Prediction of Obstructive Lung Disease from Chest Radiographs via Deep Learning Trained on Pulmonary Function Data.

2021 
Background Chronic obstructive pulmonary disease (COPD), the third leading cause of death worldwide, is often underdiagnosed. Purpose To develop machine learning methods to predict COPD using chest radiographs and a convolutional neural network (CNN) trained with near-concurrent pulmonary function test (PFT) data. Comparison is made to natural language processing (NLP) of the associated radiologist text reports. Materials and Methods This IRB-approved single-institution retrospective study uses 6749 two-view chest radiograph exams (2012–2017, 4436 unique subjects, 54% female, 46% male), same-day associated radiologist text reports, and PFT exams acquired within 180 days. The Image Model (Resnet18 pre-trained with ImageNet CNN) is trained using frontal and lateral radiographs and PFTs with 10% of the subjects for validation and 19% for testing.
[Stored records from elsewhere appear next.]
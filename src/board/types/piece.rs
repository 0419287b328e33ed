//! Piece kinds and positioned pieces.

use std::collections::BTreeSet;
use std::hash::{Hash, Hasher};

#[cfg(feature = "serde")]
use serde::{Deserialize, Serialize};

use super::{Coord, Reach, ThreatPattern};
use crate::board::error::BoardError;

/// Piece kinds. `Empty` is the placeholder filling every vacant square.
#[derive(Clone, Copy, PartialEq, Eq, Hash, Debug, PartialOrd, Ord)]
#[cfg_attr(feature = "serde", derive(Serialize, Deserialize))]
pub enum PieceKind {
    King,
    Queen,
    Rook,
    Knight,
    Bishop,
    Pawn,
    Empty,
}

const KING_PATTERNS: [ThreatPattern; 2] = [
    ThreatPattern::Straight(Reach::Limited(1)),
    ThreatPattern::Diagonal(Reach::Limited(1)),
];
const QUEEN_PATTERNS: [ThreatPattern; 2] = [
    ThreatPattern::Straight(Reach::Unbounded),
    ThreatPattern::Diagonal(Reach::Unbounded),
];
const ROOK_PATTERNS: [ThreatPattern; 1] = [ThreatPattern::Straight(Reach::Unbounded)];
const KNIGHT_PATTERNS: [ThreatPattern; 1] = [ThreatPattern::Knight];
const BISHOP_PATTERNS: [ThreatPattern; 1] = [ThreatPattern::Diagonal(Reach::Unbounded)];
const PAWN_PATTERNS: [ThreatPattern; 1] = [ThreatPattern::Diagonal(Reach::Limited(1))];

impl PieceKind {
    /// All kinds that can stand on a board, in index order
    pub const ACTIVE: [PieceKind; 6] = [
        PieceKind::King,
        PieceKind::Queen,
        PieceKind::Rook,
        PieceKind::Knight,
        PieceKind::Bishop,
        PieceKind::Pawn,
    ];

    #[inline]
    #[must_use]
    pub(crate) const fn index(self) -> usize {
        match self {
            PieceKind::King => 0,
            PieceKind::Queen => 1,
            PieceKind::Rook => 2,
            PieceKind::Knight => 3,
            PieceKind::Bishop => 4,
            PieceKind::Pawn => 5,
            PieceKind::Empty => 6,
        }
    }

    /// Threat patterns for this kind. The placeholder threatens nothing.
    #[must_use]
    pub const fn patterns(self) -> &'static [ThreatPattern] {
        match self {
            PieceKind::King => &KING_PATTERNS,
            PieceKind::Queen => &QUEEN_PATTERNS,
            PieceKind::Rook => &ROOK_PATTERNS,
            PieceKind::Knight => &KNIGHT_PATTERNS,
            PieceKind::Bishop => &BISHOP_PATTERNS,
            PieceKind::Pawn => &PAWN_PATTERNS,
            PieceKind::Empty => &[],
        }
    }

    #[inline]
    #[must_use]
    pub const fn is_empty(self) -> bool {
        matches!(self, PieceKind::Empty)
    }
}

/// A piece standing on a square, together with the squares of the pieces
/// currently threatening it.
///
/// Identity is the coordinate alone: `PartialEq` and `Hash` ignore the kind
/// and the threat set, so two pieces on the same square are interchangeable in
/// any set or map. The threat set holds coordinates into the owning board,
/// never references to other pieces.
#[derive(Clone, Debug)]
pub struct Piece {
    coord: Coord,
    kind: PieceKind,
    threats: BTreeSet<Coord>,
}

impl Piece {
    #[must_use]
    pub fn new(coord: Coord, kind: PieceKind) -> Self {
        Piece {
            coord,
            kind,
            threats: BTreeSet::new(),
        }
    }

    #[must_use]
    pub fn queen(x: usize, y: usize) -> Self {
        Piece::new(Coord::new(x, y), PieceKind::Queen)
    }

    #[must_use]
    pub fn empty(coord: Coord) -> Self {
        Piece::new(coord, PieceKind::Empty)
    }

    #[inline]
    pub fn coord(&self) -> Coord {
        self.coord
    }

    #[inline]
    pub fn kind(&self) -> PieceKind {
        self.kind
    }

    #[inline]
    pub fn is_empty(&self) -> bool {
        self.kind.is_empty()
    }

    /// True iff any of this piece's patterns reach `target`.
    #[must_use]
    pub fn is_threatening(&self, target: Coord) -> bool {
        self.kind
            .patterns()
            .iter()
            .any(|p| p.threatens(self.coord, target))
    }

    /// Squares this piece threatens on a board of side `size`, all directions.
    pub fn threatened_squares(&self, size: usize) -> impl Iterator<Item = Coord> + '_ {
        self.kind
            .patterns()
            .iter()
            .flat_map(move |p| p.threatened_squares(self.coord, size))
    }

    /// Squares this piece threatens that come after it in scan order.
    pub fn forward_threatened_squares(&self, size: usize) -> impl Iterator<Item = Coord> + '_ {
        self.kind
            .patterns()
            .iter()
            .flat_map(move |p| p.forward_threatened_squares(self.coord, size))
    }

    /// Record `attacker` as threatening this square. Returns false if it was
    /// already recorded.
    pub fn add_threat(&mut self, attacker: Coord) -> bool {
        self.threats.insert(attacker)
    }

    /// Forget `attacker`. Removing an attacker that was never recorded means
    /// the caller's bookkeeping is wrong, so it is reported as an error.
    pub fn remove_threat(&mut self, attacker: Coord) -> Result<(), BoardError> {
        if self.threats.remove(&attacker) {
            Ok(())
        } else {
            Err(BoardError::ThreatMissing {
                target: self.coord,
                attacker,
            })
        }
    }

    /// Is `attacker` recorded as threatening this square?
    #[inline]
    pub fn has_threat(&self, attacker: Coord) -> bool {
        self.threats.contains(&attacker)
    }

    #[inline]
    pub fn is_unthreatened(&self) -> bool {
        self.threats.is_empty()
    }

    #[inline]
    pub fn threat_count(&self) -> usize {
        self.threats.len()
    }

    pub fn threats(&self) -> impl Iterator<Item = Coord> + '_ {
        self.threats.iter().copied()
    }

    pub(crate) fn clear_threats(&mut self) {
        self.threats.clear();
    }

    pub(crate) fn take_threats(&mut self) -> BTreeSet<Coord> {
        std::mem::take(&mut self.threats)
    }

    pub(crate) fn with_threats(mut self, threats: BTreeSet<Coord>) -> Self {
        self.threats = threats;
        self
    }
}

impl PartialEq for Piece {
    fn eq(&self, other: &Self) -> bool {
        self.coord == other.coord
    }
}

impl Eq for Piece {}

impl Hash for Piece {
    fn hash<H: Hasher>(&self, state: &mut H) {
        self.coord.hash(state);
    }
}
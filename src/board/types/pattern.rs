//! Geometric threat patterns.
//!
//! A pattern is a pure movement rule: it says which squares a piece standing
//! on some origin threatens. Pieces never block each other, so a pattern only
//! depends on the two coordinates and the board size.

use super::Coord;

/// Maximum number of steps a sliding pattern may travel.
#[derive(Clone, Copy, Debug, PartialEq, Eq, Hash)]
pub enum Reach {
    Unbounded,
    Limited(usize),
}

impl Reach {
    #[inline]
    #[must_use]
    pub const fn allows(self, distance: usize) -> bool {
        match self {
            Reach::Unbounded => true,
            Reach::Limited(max) => distance <= max,
        }
    }

    /// Number of steps worth walking on a board of side `size`.
    #[inline]
    const fn steps_on(self, size: usize) -> usize {
        match self {
            Reach::Unbounded => size,
            Reach::Limited(max) if max < size => max,
            Reach::Limited(_) => size,
        }
    }
}

/// A movement rule describing the squares a piece threatens.
#[derive(Clone, Copy, Debug, PartialEq, Eq, Hash)]
pub enum ThreatPattern {
    /// Along the row and the column.
    Straight(Reach),
    /// Along both diagonals.
    Diagonal(Reach),
    /// The knight's L-shaped jump.
    Knight,
}

// Forward directions come first in each table; see `forward_threatened_squares`.
const STRAIGHT_RAYS: [(isize, isize); 4] = [(0, 1), (1, 0), (0, -1), (-1, 0)];
const DIAGONAL_RAYS: [(isize, isize); 4] = [(1, 1), (1, -1), (-1, 1), (-1, -1)];
const KNIGHT_JUMPS: [(isize, isize); 8] = [
    (1, 2),
    (1, -2),
    (2, 1),
    (2, -1),
    (-1, 2),
    (-1, -2),
    (-2, 1),
    (-2, -1),
];

impl ThreatPattern {
    /// Does a piece on `origin` threaten `target` under this pattern?
    ///
    /// A piece never threatens its own square.
    #[must_use]
    pub fn threatens(self, origin: Coord, target: Coord) -> bool {
        if origin == target {
            return false;
        }
        let dx = origin.x.abs_diff(target.x);
        let dy = origin.y.abs_diff(target.y);

        match self {
            ThreatPattern::Straight(reach) => (dx == 0 || dy == 0) && reach.allows(dx.max(dy)),
            // dx == 0 is excluded by the equality check: with dy == 0 it is
            // the origin, otherwise dx != dy.
            ThreatPattern::Diagonal(reach) => dx == dy && reach.allows(dx),
            ThreatPattern::Knight => (dx == 1 && dy == 2) || (dx == 2 && dy == 1),
        }
    }

    /// Every on-board square this pattern threatens from `origin`.
    #[must_use]
    pub fn threatened_squares(self, origin: Coord, size: usize) -> ThreatSquares {
        let (rays, steps) = self.rays(size);
        ThreatSquares::new(origin, size, rays, steps)
    }

    /// The threatened squares lying strictly after `origin` in scan order.
    ///
    /// These are the forward rays (same row to the right, and every ray that
    /// moves down a row) plus the four forward knight jumps.
    #[must_use]
    pub fn forward_threatened_squares(self, origin: Coord, size: usize) -> ThreatSquares {
        let (rays, steps) = self.rays(size);
        ThreatSquares::new(origin, size, &rays[..rays.len() / 2], steps)
    }

    fn rays(self, size: usize) -> (&'static [(isize, isize)], usize) {
        match self {
            ThreatPattern::Straight(reach) => (&STRAIGHT_RAYS[..], reach.steps_on(size)),
            ThreatPattern::Diagonal(reach) => (&DIAGONAL_RAYS[..], reach.steps_on(size)),
            ThreatPattern::Knight => (&KNIGHT_JUMPS[..], 1),
        }
    }
}

/// Lazy, single-pass walk over the squares reached by a set of rays.
#[derive(Clone, Debug)]
pub struct ThreatSquares {
    origin: Coord,
    size: usize,
    rays: &'static [(isize, isize)],
    max_steps: usize,
    ray: usize,
    step: usize,
}

impl ThreatSquares {
    fn new(origin: Coord, size: usize, rays: &'static [(isize, isize)], max_steps: usize) -> Self {
        ThreatSquares {
            origin,
            size,
            rays,
            max_steps,
            ray: 0,
            step: 0,
        }
    }
}

impl Iterator for ThreatSquares {
    type Item = Coord;

    fn next(&mut self) -> Option<Coord> {
        while let Some(&(dx, dy)) = self.rays.get(self.ray) {
            self.step += 1;
            if self.step <= self.max_steps {
                let k = self.step as isize;
                if let Some(next) = self.origin.offset(dx * k, dy * k, self.size) {
                    return Some(next);
                }
            }
            self.ray += 1;
            self.step = 0;
        }
        None
    }
}
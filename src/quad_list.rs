use crate::id::TextureId;

/// The per-frame list of drawn quads.
///
/// Textures and views are kept as two index-aligned vectors: entry `i` of each describes
/// quad `i`. Both only grow during a frame and are cleared together.
#[derive(Debug, Clone)]
pub struct QuadList<N> {
    textures: Vec<TextureId>,
    views: Vec<N>,
}

impl<N> Default for QuadList<N> {
    fn default() -> Self {
        Self::new()
    }
}

impl<N> QuadList<N> {
    pub fn new() -> Self {
        Self {
            textures: Vec::new(),
            views: Vec::new(),
        }
    }

    pub fn with_capacity(capacity: usize) -> Self {
        Self {
            textures: Vec::with_capacity(capacity),
            views: Vec::with_capacity(capacity),
        }
    }

    #[inline]
    pub fn len(&self) -> usize {
        self.textures.len()
    }

    #[inline]
    pub fn is_empty(&self) -> bool {
        self.textures.is_empty()
    }

    pub fn textures(&self) -> &[TextureId] {
        &self.textures
    }

    pub fn views(&self) -> &[N] {
        &self.views
    }

    pub fn texture(&self, index: usize) -> Option<TextureId> {
        self.textures.get(index).copied()
    }

    pub fn view(&self, index: usize) -> Option<&N> {
        self.views.get(index)
    }

    pub fn iter(&self) -> impl Iterator<Item = (TextureId, &N)> {
        self.textures.iter().copied().zip(self.views.iter())
    }

    pub(crate) fn push(&mut self, texture: TextureId, view: N) {
        self.textures.push(texture);
        self.views.push(view);
    }

    /// Drops all quads but keeps the allocations for the next frame.
    pub fn reset(&mut self) {
        self.textures.clear();
        self.views.clear();
    }
}
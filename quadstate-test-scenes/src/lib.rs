pub mod backend;
pub mod expectations;
pub mod scene;
pub mod shaders;

pub use backend::{BackendEvent, FinishedFrame, RecordingBackend};
pub use expectations::{check_batches, check_filters, BatchExpectation, FilterExpectation};
pub use scene::{build_main_scene, new_scene_state, SceneExpectations, SceneState, TestNode};
pub use shaders::TestShader;
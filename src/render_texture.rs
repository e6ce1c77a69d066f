use std::cell::RefCell;
use std::fmt;
use std::rc::Rc;

use crate::id::TextureId;

#[derive(Debug)]
struct RenderTextureRecord {
    width: u32,
    height: u32,
    native_texture: Option<TextureId>,
    offset: usize,
    empty: bool,
}

/// Shared record of an off-screen render target.
///
/// The render-target manager creates one per target and hands clones to the accumulator
/// through [`RenderState::set_render_texture_info`](crate::RenderState::set_render_texture_info).
/// While the target is active the accumulator tracks whether exactly one default-shaded
/// quad was drawn into it; if so, that quad's source texture can stand in for the target
/// and the copy into a fresh texture is skipped.
///
/// Clones share the record. Equality is identity: two infos are equal only if they are
/// clones of the same target.
#[derive(Clone)]
pub struct RenderTextureInfo(Rc<RefCell<RenderTextureRecord>>);

impl RenderTextureInfo {
    pub fn new(width: u32, height: u32) -> Self {
        Self(Rc::new(RefCell::new(RenderTextureRecord {
            width,
            height,
            native_texture: None,
            offset: 0,
            empty: true,
        })))
    }

    pub fn width(&self) -> u32 {
        self.0.borrow().width
    }

    pub fn height(&self) -> u32 {
        self.0.borrow().height
    }

    /// The reuse candidate: the only texture drawn into this target so far, if any.
    pub fn native_texture(&self) -> Option<TextureId> {
        self.0.borrow().native_texture
    }

    /// Quad index at which the candidate draw was recorded.
    pub fn offset(&self) -> usize {
        self.0.borrow().offset
    }

    /// True while no quad has targeted this render texture.
    pub fn is_empty(&self) -> bool {
        self.0.borrow().empty
    }

    /// Returns the record to its pristine state so the target can be rendered again.
    pub fn clear(&self) {
        let mut record = self.0.borrow_mut();
        record.native_texture = None;
        record.offset = 0;
        record.empty = true;
    }

    /// Registers a quad drawn into this target.
    ///
    /// Only the first quad can become a candidate, and only when `eligible`; any other
    /// quad clears the candidate for good.
    pub(crate) fn record_draw(&self, texture: TextureId, offset: usize, eligible: bool) {
        let mut record = self.0.borrow_mut();
        if eligible && record.empty {
            record.native_texture = Some(texture);
            record.offset = offset;
        } else {
            record.native_texture = None;
        }
        record.empty = false;
    }

    pub(crate) fn clear_candidate(&self) {
        self.0.borrow_mut().native_texture = None;
    }
}

impl PartialEq for RenderTextureInfo {
    fn eq(&self, other: &Self) -> bool {
        Rc::ptr_eq(&self.0, &other.0)
    }
}

impl Eq for RenderTextureInfo {}

impl fmt::Debug for RenderTextureInfo {
    fn fmt(&self, f: &mut fmt::Formatter<'_>) -> fmt::Result {
        let record = self.0.borrow();
        f.debug_struct("RenderTextureInfo")
            .field("id", &Rc::as_ptr(&self.0))
            .field("width", &record.width)
            .field("height", &record.height)
            .field("native_texture", &record.native_texture)
            .field("offset", &record.offset)
            .field("empty", &record.empty)
            .finish()
    }
}
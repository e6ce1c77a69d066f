use thiserror::Error;

/// Misuse of the per-frame protocol. Batching itself never fails.
#[derive(Debug, Clone, Copy, PartialEq, Eq, Error)]
pub enum RenderStateError {
    /// `finish()` already ran for this frame; call `reset()` first.
    #[error("the frame has already been finished; reset the render state before drawing")]
    FrameFinished,
    /// `finished_render_texture()` was called while drawing to the primary surface.
    #[error("no render texture is active")]
    NoActiveRenderTexture,
}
The NLP Model is trained using radiologist text reports and PFTs. The primary metric of model comparison is the area under the receiver operating characteristic curve (AUC). Results The Image Model achieves an AUC of 0.814 for prediction of obstructive lung disease (FEV1/FVC <0.7) from chest radiographs and performs better than the NLP Model (AUC 0.704, p<0.001) from radiologist text reports where FEV1 = forced expiratory volume in 1 second and FVC = forced vital capacity. The Image Model performs better for prediction of severe or very severe COPD (FEV1 <0.5) with an AUC of 0.837 versus the NLP model AUC of 0.770 (p<0.001). Conclusion A CNN Image Model trained on physiologic lung function data (PFTs) can be applied to chest radiographs for quantitative prediction of obstructive lung disease with good accuracy.